First, what is a small business? These days, when the economy is such a major focus, politicians and economists throw around this term as if we all know how big a small business actually is. According to the United States Small Business Administration (SBA), this designation has different standards depending on the company's industry but one of two factors is measured: annual sales or number of employees. To see if your business qualifies, go here.

Now that you know if your business qualifies for benefits from the recently passed Small Business Jobs Act, let's examine the key provisions that will help you.

  1. $30 Million for Lending
    Thirty-billion dollars will go directly to community banks specifically for lending to small businesses. Since 2008 small business lending has dropped by 17.8% according to the Senate summery of the bill and this injection of money is expected to encourage small banks to increase lending. This lending initiative, along with other incentives in the bill, is expected to create at least 500,000 new jobs. (Interested? Check out Start Your Own Small Business.)

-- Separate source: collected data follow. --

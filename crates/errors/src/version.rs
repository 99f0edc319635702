//! Version parsing error types

use thiserror::Error;

#[derive(Debug, Clone, Error)]
pub enum VersionError {
    #[error("version parse error: {message}")]
    ParseError { message: String },

    #[error("invalid version constraint: {input}")]
    InvalidConstraint { input: String },
}
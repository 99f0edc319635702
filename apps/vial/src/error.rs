//! CLI-level error wrapper

use std::fmt;
use vial_errors::Error;

/// Error surfaced to the operator with the failing pipeline step attached
#[derive(Debug)]
pub struct CliError {
    error: Error,
}

impl CliError {
    /// Exit code for the process
    #[must_use]
    pub fn exit_code(&self) -> i32 {
        match &self.error {
            // Smoke-test failure is a distinct class: the install stayed
            Error::Install(err) if err.install_committed() => 2,
            _ => 1,
        }
    }

    /// Whether the failure left a committed install behind
    #[must_use]
    pub fn install_committed(&self) -> bool {
        matches!(&self.error, Error::Install(err) if err.install_committed())
    }
}

impl fmt::Display for CliError {
    fn fmt(&self, f: &mut fmt::Formatter<'_>) -> fmt::Result {
        write!(f, "{} failed: {}", self.error.failing_step(), self.error)
    }
}

impl std::error::Error for CliError {}

impl From<Error> for CliError {
    fn from(error: Error) -> Self {
        Self { error }
    }
}
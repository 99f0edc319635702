#![deny(clippy::pedantic, unsafe_code)]
#![allow(clippy::module_name_repetitions)]

//! Formula installation pipeline
//!
//! Consuming one record is a linear, one-shot sequence: probe the runtime,
//! fetch and verify every pinned artifact, provision an isolated virtual
//! environment, install the archives into it, atomically link the declared
//! executable, and run the smoke test. Each step completes before the next
//! begins; failure at any step before the link leaves nothing reachable.

mod pipeline;
mod runtime;
mod staging;
mod venv;

pub use pipeline::{InstallReport, Installer};
pub use runtime::{probe_runtime, RuntimeHandle};
pub use staging::EnvGuard;
pub use venv::VenvManager;
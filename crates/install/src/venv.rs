//! Virtual environment provisioning and archive installation

use std::path::{Path, PathBuf};
use tokio::process::Command;
use vial_errors::{Error, InstallError};
use vial_events::{AppEvent, EventEmitter, EventSender};
use vial_types::PackageId;

/// Manages per-package virtual environments under a base directory
pub struct VenvManager {
    venvs_base: PathBuf,
}

impl VenvManager {
    /// Create a new venv manager
    #[must_use]
    pub fn new(venvs_base: PathBuf) -> Self {
        Self { venvs_base }
    }

    /// Final path of the environment for a package
    #[must_use]
    pub fn venv_path(&self, package_id: &PackageId) -> PathBuf {
        self.venvs_base.join(package_id.to_string())
    }

    /// Create a fresh virtual environment with the given interpreter
    ///
    /// Any pre-existing environment at the path is removed first, so a
    /// reinstall starts from a clean slate.
    ///
    /// # Errors
    ///
    /// Returns an error if directory preparation or `-m venv` fails.
    pub async fn create_venv(
        &self,
        package_id: &PackageId,
        interpreter: &Path,
        venv_path: &Path,
    ) -> Result<(), Error> {
        if let Some(parent) = venv_path.parent() {
            tokio::fs::create_dir_all(parent)
                .await
                .map_err(|e| InstallError::FilesystemError {
                    operation: "create_venvs_base".to_string(),
                    path: parent.display().to_string(),
                    message: e.to_string(),
                })?;
        }

        if venv_path.exists() {
            tokio::fs::remove_dir_all(venv_path).await.map_err(|e| {
                InstallError::FilesystemError {
                    operation: "remove_existing_venv".to_string(),
                    path: venv_path.display().to_string(),
                    message: e.to_string(),
                }
            })?;
        }

        let output = Command::new(interpreter)
            .arg("-m")
            .arg("venv")
            .arg(venv_path)
            .output()
            .await
            .map_err(|e| InstallError::VenvFailed {
                package: package_id.name.clone(),
                message: format!("failed to execute {}: {e}", interpreter.display()),
            })?;

        if !output.status.success() {
            let stderr = String::from_utf8_lossy(&output.stderr);
            return Err(InstallError::VenvFailed {
                package: package_id.name.clone(),
                message: format!("venv creation failed: {stderr}"),
            }
            .into());
        }

        Ok(())
    }

    /// Install a verified archive into the environment
    ///
    /// Runs `pip install --no-deps --no-index` so nothing outside the
    /// record's pinned artifacts enters the environment.
    ///
    /// # Errors
    ///
    /// Returns an error if the archive is missing or pip fails.
    pub async fn install_archive(
        &self,
        package_id: &PackageId,
        venv_path: &Path,
        archive: &Path,
        events: Option<&EventSender>,
    ) -> Result<(), Error> {
        if !archive.exists() {
            return Err(InstallError::PipFailed {
                package: package_id.name.clone(),
                message: format!("archive not found: {}", archive.display()),
            }
            .into());
        }

        let archive_name = archive
            .file_name()
            .map(|n| n.to_string_lossy().into_owned())
            .unwrap_or_default();
        events.emit(AppEvent::ArchiveInstalling {
            package: package_id.name.clone(),
            archive: archive_name.clone(),
        });

        let pip = venv_path.join("bin").join("pip");
        let output = Command::new(&pip)
            .arg("install")
            .arg("--no-deps")
            .arg("--no-index")
            .arg(archive)
            .output()
            .await
            .map_err(|e| InstallError::PipFailed {
                package: package_id.name.clone(),
                message: format!("failed to execute {}: {e}", pip.display()),
            })?;

        if !output.status.success() {
            let stderr = String::from_utf8_lossy(&output.stderr);
            return Err(InstallError::PipFailed {
                package: package_id.name.clone(),
                message: format!("pip install failed: {stderr}"),
            }
            .into());
        }

        events.emit(AppEvent::ArchiveInstalled {
            package: package_id.name.clone(),
            archive: archive_name,
        });

        Ok(())
    }

    /// Link the environment's executable into the bin directory
    ///
    /// The link is created under a temporary name and renamed into place, so
    /// the executable becomes reachable atomically or not at all.
    ///
    /// # Errors
    ///
    /// Returns an error if the environment exposes no such executable or
    /// linking fails.
    pub async fn link_executable(
        &self,
        venv_path: &Path,
        executable: &str,
        bin_dir: &Path,
        events: Option<&EventSender>,
    ) -> Result<PathBuf, Error> {
        let target = venv_path.join("bin").join(executable);
        if !target.exists() {
            return Err(InstallError::ExecutableMissing {
                executable: executable.to_string(),
            }
            .into());
        }

        tokio::fs::create_dir_all(bin_dir)
            .await
            .map_err(|e| InstallError::FilesystemError {
                operation: "create_bin_dir".to_string(),
                path: bin_dir.display().to_string(),
                message: e.to_string(),
            })?;

        let final_link = bin_dir.join(executable);
        let temp_link = bin_dir.join(format!(".{executable}.{}", std::process::id()));

        let _ = tokio::fs::remove_file(&temp_link).await;
        tokio::fs::symlink(&target, &temp_link).await.map_err(|e| {
            InstallError::FilesystemError {
                operation: "symlink_executable".to_string(),
                path: temp_link.display().to_string(),
                message: e.to_string(),
            }
        })?;

        if let Err(e) = tokio::fs::rename(&temp_link, &final_link).await {
            let _ = tokio::fs::remove_file(&temp_link).await;
            return Err(InstallError::AtomicOperationFailed {
                message: format!("failed to place {}: {e}", final_link.display()),
            }
            .into());
        }

        events.emit(AppEvent::ExecutableLinked {
            executable: executable.to_string(),
            path: final_link.display().to_string(),
        });

        Ok(final_link)
    }
}

#[cfg(test)]
mod tests {
    use super::*;
    use std::os::unix::fs::PermissionsExt;
    use vial_types::Version;

    fn fake_venv(root: &Path, executable: &str) -> PathBuf {
        let venv = root.join("venv");
        std::fs::create_dir_all(venv.join("bin")).unwrap();
        let exe = venv.join("bin").join(executable);
        std::fs::write(&exe, "#!/bin/sh\nexit 0\n").unwrap();
        std::fs::set_permissions(&exe, std::fs::Permissions::from_mode(0o755)).unwrap();
        venv
    }

    #[tokio::test]
    async fn test_link_executable_creates_symlink() {
        let dir = tempfile::tempdir().unwrap();
        let venv = fake_venv(dir.path(), "tm");
        let bin_dir = dir.path().join("bin");

        let manager = VenvManager::new(dir.path().join("venvs"));
        let link = manager
            .link_executable(&venv, "tm", &bin_dir, None)
            .await
            .unwrap();

        assert_eq!(link, bin_dir.join("tm"));
        let resolved = std::fs::read_link(&link).unwrap();
        assert_eq!(resolved, venv.join("bin").join("tm"));
        // No temp link left behind
        assert_eq!(std::fs::read_dir(&bin_dir).unwrap().count(), 1);
    }

    #[tokio::test]
    async fn test_link_replaces_previous_install() {
        let dir = tempfile::tempdir().unwrap();
        let old_venv = fake_venv(&dir.path().join("old"), "tm");
        let new_venv = fake_venv(&dir.path().join("new"), "tm");
        let bin_dir = dir.path().join("bin");

        let manager = VenvManager::new(dir.path().join("venvs"));
        manager
            .link_executable(&old_venv, "tm", &bin_dir, None)
            .await
            .unwrap();
        let link = manager
            .link_executable(&new_venv, "tm", &bin_dir, None)
            .await
            .unwrap();

        let resolved = std::fs::read_link(&link).unwrap();
        assert_eq!(resolved, new_venv.join("bin").join("tm"));
    }

    #[tokio::test]
    async fn test_link_missing_executable() {
        let dir = tempfile::tempdir().unwrap();
        let venv = fake_venv(dir.path(), "tm");
        let bin_dir = dir.path().join("bin");

        let manager = VenvManager::new(dir.path().join("venvs"));
        let err = manager
            .link_executable(&venv, "mrec", &bin_dir, None)
            .await
            .unwrap_err();

        assert!(matches!(
            err,
            Error::Install(InstallError::ExecutableMissing { .. })
        ));
        assert!(!bin_dir.join("mrec").exists());
    }

    #[tokio::test]
    async fn test_install_archive_rejects_missing_file() {
        let dir = tempfile::tempdir().unwrap();
        let venv = fake_venv(dir.path(), "tm");
        let manager = VenvManager::new(dir.path().join("venvs"));
        let id = PackageId::new("termo", Version::parse("1.1.1").unwrap());

        let err = manager
            .install_archive(&id, &venv, &dir.path().join("absent.tar.gz"), None)
            .await
            .unwrap_err();
        assert!(matches!(err, Error::Install(InstallError::PipFailed { .. })));
    }

    #[test]
    fn test_venv_path_uses_package_id() {
        let manager = VenvManager::new(PathBuf::from("/opt/vial/venvs"));
        let id = PackageId::new("macro-cli", Version::parse("1.0.1").unwrap());
        assert_eq!(
            manager.venv_path(&id),
            PathBuf::from("/opt/vial/venvs/macro-cli-1.0.1")
        );
    }
}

  2. Microloans Are a Little Less Micro
    A microloan is a loan for small and home based businesses designed to help in the creation of a small business or aid in their short term capital requirements. It can also be used for up to five years to pay existing loan payments so existing money can be used to continue growing the business. In the past, a business could only access a maximum of $35,000 in microloan funds. That amount increased to $50,000 with the passage of this bill.

  3. Bigger Deductions for Startups
    If you are starting your business in 2010 or 2011, the Small Business Jobs Act would increase the amount you could deduct in business startup costs from $5,000 to $20,000. Additionally, other tax deductions including more favorable deductions for businesses who acquire real estate related to their business are included. (Need an influx of cash? Read How To Attract Investors For Your Small Business.)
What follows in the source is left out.